ABOUT THIS EXERCISE.
Please give the listing underneath again, exactly as shown.
#####
//! In-memory event bus for tests/dev.

use std::sync::{Mutex, mpsc};

use crate::bus::{EventBus, Subscription};

#[derive(Debug)]
pub enum InMemoryBusError {
    /// Publish failed because the subscriber lock was poisoned.
    Poisoned,
}

/// Channel-backed pub/sub bus.
///
/// No IO, no async; fan-out is best effort and subscribers must tolerate
/// at-least-once delivery.
#[derive(Debug)]
pub struct InMemoryEventBus<M> {
    subscribers: Mutex<Vec<mpsc::Sender<M>>>,
}

impl<M> InMemoryEventBus<M> {
    pub fn new() -> Self {
        Self::default()
    }
}

impl<M> Default for InMemoryEventBus<M> {
    fn default() -> Self {
        Self {
            subscribers: Mutex::new(Vec::new()),
        }
    }
}

impl<M> EventBus<M> for InMemoryEventBus<M>
where
    M: Clone + Send + 'static,
{
    type Error = InMemoryBusError;

    fn publish(&self, message: M) -> Result<(), Self::Error> {
        let mut subs = self
            .subscribers
            .lock()
            .map_err(|_| InMemoryBusError::Poisoned)?;

        // Subscribers whose receiver is gone are pruned while publishing.
        subs.retain(|tx| tx.send(message.clone()).is_ok());

        Ok(())
    }

    fn subscribe(&self) -> Subscription<M> {
        let (tx, rx) = mpsc::channel();

        // On a poisoned lock the subscription is still returned; it simply
        // receives nothing until the process restarts.
        if let Ok(mut subs) = self.subscribers.lock() {
            subs.push(tx);
        }

        Subscription::new(rx)
    }
}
#####
RESULT OF THE EXERCISE.
//! In-memory event bus for tests/dev.

use std::sync::{Mutex, mpsc};

use crate::bus::{EventBus, Subscription};

#[derive(Debug)]
pub enum InMemoryBusError {
    /// Publish failed because the subscriber lock was poisoned.
    Poisoned,
}

/// Channel-backed pub/sub bus.
///
/// No IO, no async; fan-out is best effort and subscribers must tolerate
/// at-least-once delivery.
#[derive(Debug)]
pub struct InMemoryEventBus<M> {
    subscribers: Mutex<Vec<mpsc::Sender<M>>>,
}

impl<M> InMemoryEventBus<M> {
    pub fn new() -> Self {
        Self::default()
    }
}

impl<M> Default for InMemoryEventBus<M> {
    fn default() -> Self {
        Self {
            subscribers: Mutex::new(Vec::new()),
        }
    }
}

impl<M> EventBus<M> for InMemoryEventBus<M>
where
    M: Clone + Send + 'static,
{
    type Error = InMemoryBusError;

    fn publish(&self, message: M) -> Result<(), Self::Error> {
        let mut subs = self
            .subscribers
            .lock()
            .map_err(|_| InMemoryBusError::Poisoned)?;

        // Subscribers whose receiver is gone are pruned while publishing.
        subs.retain(|tx| tx.send(message.clone()).is_ok());

        Ok(())
    }

    fn subscribe(&self) -> Subscription<M> {
        let (tx, rx) = mpsc::channel();

        // On a poisoned lock the subscription is still returned; it simply
        // receives nothing until the process restarts.
        if let Ok(mut subs) = self.subscribers.lock() {
            subs.push(tx);
        }

        Subscription::new(rx)
    }
}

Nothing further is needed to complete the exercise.